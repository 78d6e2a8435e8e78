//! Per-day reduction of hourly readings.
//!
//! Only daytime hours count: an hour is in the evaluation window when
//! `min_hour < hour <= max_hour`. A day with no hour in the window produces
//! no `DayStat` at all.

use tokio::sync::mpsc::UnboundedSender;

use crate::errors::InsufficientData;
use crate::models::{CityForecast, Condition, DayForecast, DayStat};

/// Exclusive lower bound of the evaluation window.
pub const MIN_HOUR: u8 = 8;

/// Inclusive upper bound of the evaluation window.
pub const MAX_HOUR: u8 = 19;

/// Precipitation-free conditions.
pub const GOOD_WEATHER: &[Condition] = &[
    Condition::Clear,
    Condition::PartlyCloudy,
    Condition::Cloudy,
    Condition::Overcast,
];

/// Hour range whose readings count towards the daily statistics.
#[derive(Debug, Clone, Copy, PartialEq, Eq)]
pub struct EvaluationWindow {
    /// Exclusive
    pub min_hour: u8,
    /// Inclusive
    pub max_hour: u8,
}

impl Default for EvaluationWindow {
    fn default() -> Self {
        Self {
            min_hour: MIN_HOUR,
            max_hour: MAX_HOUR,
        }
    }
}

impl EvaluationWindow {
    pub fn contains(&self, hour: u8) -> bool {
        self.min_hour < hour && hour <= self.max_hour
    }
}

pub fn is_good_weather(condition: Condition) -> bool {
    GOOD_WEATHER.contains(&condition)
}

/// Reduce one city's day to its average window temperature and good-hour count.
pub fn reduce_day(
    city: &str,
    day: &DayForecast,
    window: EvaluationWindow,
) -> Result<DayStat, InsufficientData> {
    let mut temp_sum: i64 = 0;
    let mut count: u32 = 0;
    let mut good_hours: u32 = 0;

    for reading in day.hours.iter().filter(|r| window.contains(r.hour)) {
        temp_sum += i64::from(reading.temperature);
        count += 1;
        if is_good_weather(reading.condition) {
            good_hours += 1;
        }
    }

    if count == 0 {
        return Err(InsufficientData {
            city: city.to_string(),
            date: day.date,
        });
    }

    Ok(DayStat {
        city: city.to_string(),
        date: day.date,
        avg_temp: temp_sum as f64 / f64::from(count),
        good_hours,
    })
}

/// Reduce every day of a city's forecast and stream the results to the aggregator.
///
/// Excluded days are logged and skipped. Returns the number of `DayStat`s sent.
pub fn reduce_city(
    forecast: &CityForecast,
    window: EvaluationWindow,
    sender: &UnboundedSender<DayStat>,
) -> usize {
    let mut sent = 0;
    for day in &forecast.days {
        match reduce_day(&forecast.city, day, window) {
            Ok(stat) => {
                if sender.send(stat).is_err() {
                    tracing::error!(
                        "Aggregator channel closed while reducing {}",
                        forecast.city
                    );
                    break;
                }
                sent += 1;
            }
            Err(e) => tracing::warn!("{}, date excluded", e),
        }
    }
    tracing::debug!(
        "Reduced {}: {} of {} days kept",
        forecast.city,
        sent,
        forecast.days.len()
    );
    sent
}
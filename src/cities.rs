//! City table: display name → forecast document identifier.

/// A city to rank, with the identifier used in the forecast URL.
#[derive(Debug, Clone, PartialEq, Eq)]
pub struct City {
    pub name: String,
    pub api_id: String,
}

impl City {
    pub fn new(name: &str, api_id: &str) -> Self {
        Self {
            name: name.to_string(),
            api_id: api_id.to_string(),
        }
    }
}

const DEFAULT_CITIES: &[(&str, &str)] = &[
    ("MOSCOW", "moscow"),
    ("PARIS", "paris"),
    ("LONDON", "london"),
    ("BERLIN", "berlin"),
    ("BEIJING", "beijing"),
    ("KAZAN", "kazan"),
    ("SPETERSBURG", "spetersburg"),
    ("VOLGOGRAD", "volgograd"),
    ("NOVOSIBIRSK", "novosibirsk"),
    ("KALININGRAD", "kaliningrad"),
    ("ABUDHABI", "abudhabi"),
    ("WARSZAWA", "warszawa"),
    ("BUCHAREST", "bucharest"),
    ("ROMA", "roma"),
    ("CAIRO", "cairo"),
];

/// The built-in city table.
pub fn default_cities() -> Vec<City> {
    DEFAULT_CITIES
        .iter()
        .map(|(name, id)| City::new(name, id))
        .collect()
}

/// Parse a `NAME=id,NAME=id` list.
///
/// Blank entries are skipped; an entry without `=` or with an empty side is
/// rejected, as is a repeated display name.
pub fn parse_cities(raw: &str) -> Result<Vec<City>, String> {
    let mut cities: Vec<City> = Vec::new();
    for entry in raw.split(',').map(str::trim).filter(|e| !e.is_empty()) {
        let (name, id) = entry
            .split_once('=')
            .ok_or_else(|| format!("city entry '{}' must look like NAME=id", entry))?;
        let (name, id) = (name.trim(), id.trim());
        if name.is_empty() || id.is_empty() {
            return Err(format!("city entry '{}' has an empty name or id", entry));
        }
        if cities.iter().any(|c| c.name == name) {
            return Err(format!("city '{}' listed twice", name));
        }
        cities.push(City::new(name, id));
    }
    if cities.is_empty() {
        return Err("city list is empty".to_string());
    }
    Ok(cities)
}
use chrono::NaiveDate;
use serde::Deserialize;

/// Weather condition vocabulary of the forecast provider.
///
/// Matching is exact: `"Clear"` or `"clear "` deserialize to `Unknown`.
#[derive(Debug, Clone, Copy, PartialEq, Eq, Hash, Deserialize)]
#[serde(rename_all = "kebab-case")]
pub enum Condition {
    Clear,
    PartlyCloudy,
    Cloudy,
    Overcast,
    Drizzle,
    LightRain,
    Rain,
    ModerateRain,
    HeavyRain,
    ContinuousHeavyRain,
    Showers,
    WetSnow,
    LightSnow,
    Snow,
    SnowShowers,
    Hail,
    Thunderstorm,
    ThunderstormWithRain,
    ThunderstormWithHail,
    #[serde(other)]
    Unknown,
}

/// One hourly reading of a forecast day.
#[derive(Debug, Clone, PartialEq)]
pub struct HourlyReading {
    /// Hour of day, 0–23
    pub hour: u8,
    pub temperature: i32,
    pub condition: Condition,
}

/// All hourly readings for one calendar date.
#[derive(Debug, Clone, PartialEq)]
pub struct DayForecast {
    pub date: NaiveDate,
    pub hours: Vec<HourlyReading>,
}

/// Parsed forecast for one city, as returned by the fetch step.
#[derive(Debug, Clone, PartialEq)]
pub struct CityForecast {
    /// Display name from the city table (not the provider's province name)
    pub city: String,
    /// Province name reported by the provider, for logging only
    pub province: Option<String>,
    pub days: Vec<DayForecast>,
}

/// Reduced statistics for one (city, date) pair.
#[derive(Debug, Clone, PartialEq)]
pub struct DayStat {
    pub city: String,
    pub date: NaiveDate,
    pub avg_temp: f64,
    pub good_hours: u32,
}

########

## Exercise description
Would you give the entries back word for word?

## Finished task
repository 78d6e2a8435e8e78
//! Per-day reduction of hourly readings.
//!
//! Only daytime hours count: an hour is in the evaluation window when
//! `min_hour < hour <= max_hour`. A day with no hour in the window produces
//! no `DayStat` at all.

use tokio::sync::mpsc::UnboundedSender;

use crate::errors::InsufficientData;
use crate::models::{CityForecast, Condition, DayForecast, DayStat};

/// Exclusive lower bound of the evaluation window.
pub const MIN_HOUR: u8 = 8;

/// Inclusive upper bound of the evaluation window.
pub const MAX_HOUR: u8 = 19;

/// Precipitation-free conditions.
pub const GOOD_WEATHER: &[Condition] = &[
    Condition::Clear,
    Condition::PartlyCloudy,
    Condition::Cloudy,
    Condition::Overcast,
];

/// Hour range whose readings count towards the daily statistics.
#[derive(Debug, Clone, Copy, PartialEq, Eq)]
pub struct EvaluationWindow {
    /// Exclusive
    pub min_hour: u8,
    /// Inclusive
    pub max_hour: u8,
}

impl Default for EvaluationWindow {
    fn default() -> Self {
        Self {
            min_hour: MIN_HOUR,
            max_hour: MAX_HOUR,
        }
    }
}

impl EvaluationWindow {
    pub fn contains(&self, hour: u8) -> bool {
        self.min_hour < hour && hour <= self.max_hour
    }
}

pub fn is_good_weather(condition: Condition) -> bool {
    GOOD_WEATHER.contains(&condition)
}

/// Reduce one city's day to its average window temperature and good-hour count.
pub fn reduce_day(
    city: &str,
    day: &DayForecast,
    window: EvaluationWindow,
) -> Result<DayStat, InsufficientData> {
    let mut temp_sum: i64 = 0;
    let mut count: u32 = 0;
    let mut good_hours: u32 = 0;

    for reading in day.hours.iter().filter(|r| window.contains(r.hour)) {
        temp_sum += i64::from(reading.temperature);
        count += 1;
        if is_good_weather(reading.condition) {
            good_hours += 1;
        }
    }

    if count == 0 {
        return Err(InsufficientData {
            city: city.to_string(),
            date: day.date,
        });
    }

    Ok(DayStat {
        city: city.to_string(),
        date: day.date,
        avg_temp: temp_sum as f64 / f64::from(count),
        good_hours,
    })
}

/// Reduce every day of a city's forecast and stream the results to the aggregator.
///
/// Excluded days are logged and skipped. Returns the number of `DayStat`s sent.
pub fn reduce_city(
    forecast: &CityForecast,
    window: EvaluationWindow,
    sender: &UnboundedSender<DayStat>,
) -> usize {
    let mut sent = 0;
    for day in &forecast.days {
        match reduce_day(&forecast.city, day, window) {
            Ok(stat) => {
                if sender.send(stat).is_err() {
                    tracing::error!(
                        "Aggregator channel closed while reducing {}",
                        forecast.city
                    );
                    break;
                }
                sent += 1;
            }
            Err(e) => tracing::warn!("{}, date excluded", e),
        }
    }
    tracing::debug!(
        "Reduced {}: {} of {} days kept",
        forecast.city,
        sent,
        forecast.days.len()
    );
    sent
}
filename src/cities.rs
//! City table: display name → forecast document identifier.

/// A city to rank, with the identifier used in the forecast URL.
#[derive(Debug, Clone, PartialEq, Eq)]
pub struct City {
    pub name: String,
    pub api_id: String,
}

impl City {
    pub fn new(name: &str, api_id: &str) -> Self {
        Self {
            name: name.to_string(),
            api_id: api_id.to_string(),
        }
    }
}

const DEFAULT_CITIES: &[(&str, &str)] = &[
    ("MOSCOW", "moscow"),
    ("PARIS", "paris"),
    ("LONDON", "london"),
    ("BERLIN", "berlin"),
    ("BEIJING", "beijing"),
    ("KAZAN", "kazan"),
    ("SPETERSBURG", "spetersburg"),
    ("VOLGOGRAD", "volgograd"),
    ("NOVOSIBIRSK", "novosibirsk"),
    ("KALININGRAD", "kaliningrad"),
    ("ABUDHABI", "abudhabi"),
    ("WARSZAWA", "warszawa"),
    ("BUCHAREST", "bucharest"),
    ("ROMA", "roma"),
    ("CAIRO", "cairo"),
];

/// The built-in city table.
pub fn default_cities() -> Vec<City> {
    DEFAULT_CITIES
        .iter()
        .map(|(name, id)| City::new(name, id))
        .collect()
}

/// Parse a `NAME=id,NAME=id` list.
///
/// Blank entries are skipped; an entry without `=` or with an empty side is
/// rejected, as is a repeated display name.
pub fn parse_cities(raw: &str) -> Result<Vec<City>, String> {
    let mut cities: Vec<City> = Vec::new();
    for entry in raw.split(',').map(str::trim).filter(|e| !e.is_empty()) {
        let (name, id) = entry
            .split_once('=')
            .ok_or_else(|| format!("city entry '{}' must look like NAME=id", entry))?;
        let (name, id) = (name.trim(), id.trim());
        if name.is_empty() || id.is_empty() {
            return Err(format!("city entry '{}' has an empty name or id", entry));
        }
        if cities.iter().any(|c| c.name == name) {
            return Err(format!("city '{}' listed twice", name));
        }
        cities.push(City::new(name, id));
    }
    if cities.is_empty() {
        return Err("city list is empty".to_string());
    }
    Ok(cities)
}
use chrono::NaiveDate;
use serde::Deserialize;

/// Weather condition vocabulary of the forecast provider.
///
/// Matching is exact: `"Clear"` or `"clear "` deserialize to `Unknown`.
#[derive(Debug, Clone, Copy, PartialEq, Eq, Hash, Deserialize)]
#[serde(rename_all = "kebab-case")]
pub enum Condition {
    Clear,
    PartlyCloudy,
    Cloudy,
    Overcast,
    Drizzle,
    LightRain,
    Rain,
    ModerateRain,
    HeavyRain,
    ContinuousHeavyRain,
    Showers,
    WetSnow,
    LightSnow,
    Snow,
    SnowShowers,
    Hail,
    Thunderstorm,
    ThunderstormWithRain,
    ThunderstormWithHail,
    #[serde(other)]
    Unknown,
}

/// One hourly reading of a forecast day.
#[derive(Debug, Clone, PartialEq)]
pub struct HourlyReading {
    /// Hour of day, 0–23
    pub hour: u8,
    pub temperature: i32,
    pub condition: Condition,
}

/// All hourly readings for one calendar date.
#[derive(Debug, Clone, PartialEq)]
pub struct DayForecast {
    pub date: NaiveDate,
    pub hours: Vec<HourlyReading>,
}

/// Parsed forecast for one city, as returned by the fetch step.
#[derive(Debug, Clone, PartialEq)]
pub struct CityForecast {
    /// Display name from the city table (not the provider's province name)
    pub city: String,
    /// Province name reported by the provider, for logging only
    pub province: Option<String>,
    pub days: Vec<DayForecast>,
}

/// Reduced statistics for one (city, date) pair.
#[derive(Debug, Clone, PartialEq)]
pub struct DayStat {
    pub city: String,
    pub date: NaiveDate,
    pub avg_temp: f64,
    pub good_hours: u32,
}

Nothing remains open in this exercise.